Records supplied:
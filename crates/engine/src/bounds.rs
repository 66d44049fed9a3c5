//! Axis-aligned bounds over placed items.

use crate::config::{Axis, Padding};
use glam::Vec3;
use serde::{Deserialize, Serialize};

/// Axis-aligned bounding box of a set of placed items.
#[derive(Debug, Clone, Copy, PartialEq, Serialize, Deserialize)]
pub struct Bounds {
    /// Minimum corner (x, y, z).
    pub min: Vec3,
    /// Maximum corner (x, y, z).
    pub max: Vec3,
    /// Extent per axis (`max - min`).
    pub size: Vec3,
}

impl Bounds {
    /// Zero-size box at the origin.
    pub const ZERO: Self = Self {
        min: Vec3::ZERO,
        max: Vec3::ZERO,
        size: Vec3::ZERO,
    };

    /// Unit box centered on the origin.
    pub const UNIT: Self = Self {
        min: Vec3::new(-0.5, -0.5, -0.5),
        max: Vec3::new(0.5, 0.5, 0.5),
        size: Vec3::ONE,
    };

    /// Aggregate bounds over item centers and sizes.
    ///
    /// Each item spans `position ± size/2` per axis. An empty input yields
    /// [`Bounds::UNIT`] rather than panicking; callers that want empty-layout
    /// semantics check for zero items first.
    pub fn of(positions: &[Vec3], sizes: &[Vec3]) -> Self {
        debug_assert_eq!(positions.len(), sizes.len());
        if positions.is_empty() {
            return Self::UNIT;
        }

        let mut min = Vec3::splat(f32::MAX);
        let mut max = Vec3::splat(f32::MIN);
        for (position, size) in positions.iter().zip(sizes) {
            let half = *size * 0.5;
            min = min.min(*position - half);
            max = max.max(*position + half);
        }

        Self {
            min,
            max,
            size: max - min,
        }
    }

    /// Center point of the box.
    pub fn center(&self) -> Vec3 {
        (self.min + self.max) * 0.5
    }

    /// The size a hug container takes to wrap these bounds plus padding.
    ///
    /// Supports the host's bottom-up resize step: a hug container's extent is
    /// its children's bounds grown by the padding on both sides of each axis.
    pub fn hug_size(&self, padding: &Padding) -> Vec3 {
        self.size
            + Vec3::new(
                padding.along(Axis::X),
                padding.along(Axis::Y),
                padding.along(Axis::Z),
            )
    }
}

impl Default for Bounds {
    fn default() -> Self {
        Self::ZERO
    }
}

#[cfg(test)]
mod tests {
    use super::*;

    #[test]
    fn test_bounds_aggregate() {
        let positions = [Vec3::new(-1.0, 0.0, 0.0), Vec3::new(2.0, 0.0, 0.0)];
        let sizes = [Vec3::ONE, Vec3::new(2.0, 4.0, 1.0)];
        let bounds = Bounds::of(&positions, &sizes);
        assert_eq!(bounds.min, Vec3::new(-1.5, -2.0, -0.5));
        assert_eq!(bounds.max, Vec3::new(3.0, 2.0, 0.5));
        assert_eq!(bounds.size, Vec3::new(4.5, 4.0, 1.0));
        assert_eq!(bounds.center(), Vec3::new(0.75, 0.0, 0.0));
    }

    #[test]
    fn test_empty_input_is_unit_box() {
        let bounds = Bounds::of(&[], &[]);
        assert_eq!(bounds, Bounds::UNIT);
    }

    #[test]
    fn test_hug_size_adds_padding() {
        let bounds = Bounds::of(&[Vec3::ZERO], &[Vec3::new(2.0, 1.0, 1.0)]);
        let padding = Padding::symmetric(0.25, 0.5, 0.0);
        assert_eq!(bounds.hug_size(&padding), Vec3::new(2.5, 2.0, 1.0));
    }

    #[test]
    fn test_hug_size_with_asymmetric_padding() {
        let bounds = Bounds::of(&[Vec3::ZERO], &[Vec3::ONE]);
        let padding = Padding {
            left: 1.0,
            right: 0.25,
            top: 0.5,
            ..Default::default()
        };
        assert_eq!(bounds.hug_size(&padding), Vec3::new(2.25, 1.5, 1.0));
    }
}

---

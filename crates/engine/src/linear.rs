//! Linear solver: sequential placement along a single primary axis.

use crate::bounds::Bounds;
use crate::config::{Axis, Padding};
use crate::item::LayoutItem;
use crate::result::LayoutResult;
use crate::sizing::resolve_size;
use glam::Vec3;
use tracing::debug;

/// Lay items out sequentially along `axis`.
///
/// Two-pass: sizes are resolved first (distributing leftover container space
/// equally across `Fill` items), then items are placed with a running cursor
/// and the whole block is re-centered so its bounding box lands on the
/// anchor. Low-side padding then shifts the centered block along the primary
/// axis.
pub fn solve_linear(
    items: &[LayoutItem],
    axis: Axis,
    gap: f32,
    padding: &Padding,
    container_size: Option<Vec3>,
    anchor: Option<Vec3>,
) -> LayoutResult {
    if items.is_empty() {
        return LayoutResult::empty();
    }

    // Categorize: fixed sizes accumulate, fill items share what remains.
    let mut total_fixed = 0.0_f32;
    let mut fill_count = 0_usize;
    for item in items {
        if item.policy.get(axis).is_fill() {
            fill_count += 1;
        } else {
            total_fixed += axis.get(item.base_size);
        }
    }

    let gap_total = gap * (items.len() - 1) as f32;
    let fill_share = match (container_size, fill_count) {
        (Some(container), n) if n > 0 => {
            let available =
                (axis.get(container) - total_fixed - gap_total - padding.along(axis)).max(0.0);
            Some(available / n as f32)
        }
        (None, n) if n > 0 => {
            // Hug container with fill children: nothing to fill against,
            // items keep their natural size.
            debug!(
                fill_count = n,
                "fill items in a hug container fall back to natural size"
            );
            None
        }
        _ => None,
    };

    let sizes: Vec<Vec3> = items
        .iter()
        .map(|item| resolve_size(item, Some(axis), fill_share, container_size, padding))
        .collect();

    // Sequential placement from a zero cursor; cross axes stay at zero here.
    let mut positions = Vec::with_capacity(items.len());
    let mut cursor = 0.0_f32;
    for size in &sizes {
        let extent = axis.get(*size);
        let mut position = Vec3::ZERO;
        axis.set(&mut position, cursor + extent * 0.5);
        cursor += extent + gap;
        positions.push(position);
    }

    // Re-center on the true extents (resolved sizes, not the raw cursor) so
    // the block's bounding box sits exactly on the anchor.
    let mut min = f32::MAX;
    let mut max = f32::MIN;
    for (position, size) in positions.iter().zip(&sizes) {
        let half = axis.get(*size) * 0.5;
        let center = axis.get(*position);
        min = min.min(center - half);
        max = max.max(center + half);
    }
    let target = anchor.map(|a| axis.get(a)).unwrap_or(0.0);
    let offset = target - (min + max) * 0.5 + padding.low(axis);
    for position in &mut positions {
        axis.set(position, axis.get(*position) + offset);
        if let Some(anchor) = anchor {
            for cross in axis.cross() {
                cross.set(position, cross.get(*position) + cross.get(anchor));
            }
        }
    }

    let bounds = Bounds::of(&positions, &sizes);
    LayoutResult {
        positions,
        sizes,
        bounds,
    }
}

Your goal: From the data above, report how many lines hold the word "centered", answering with the number by itself.

Reply to the exercise: 3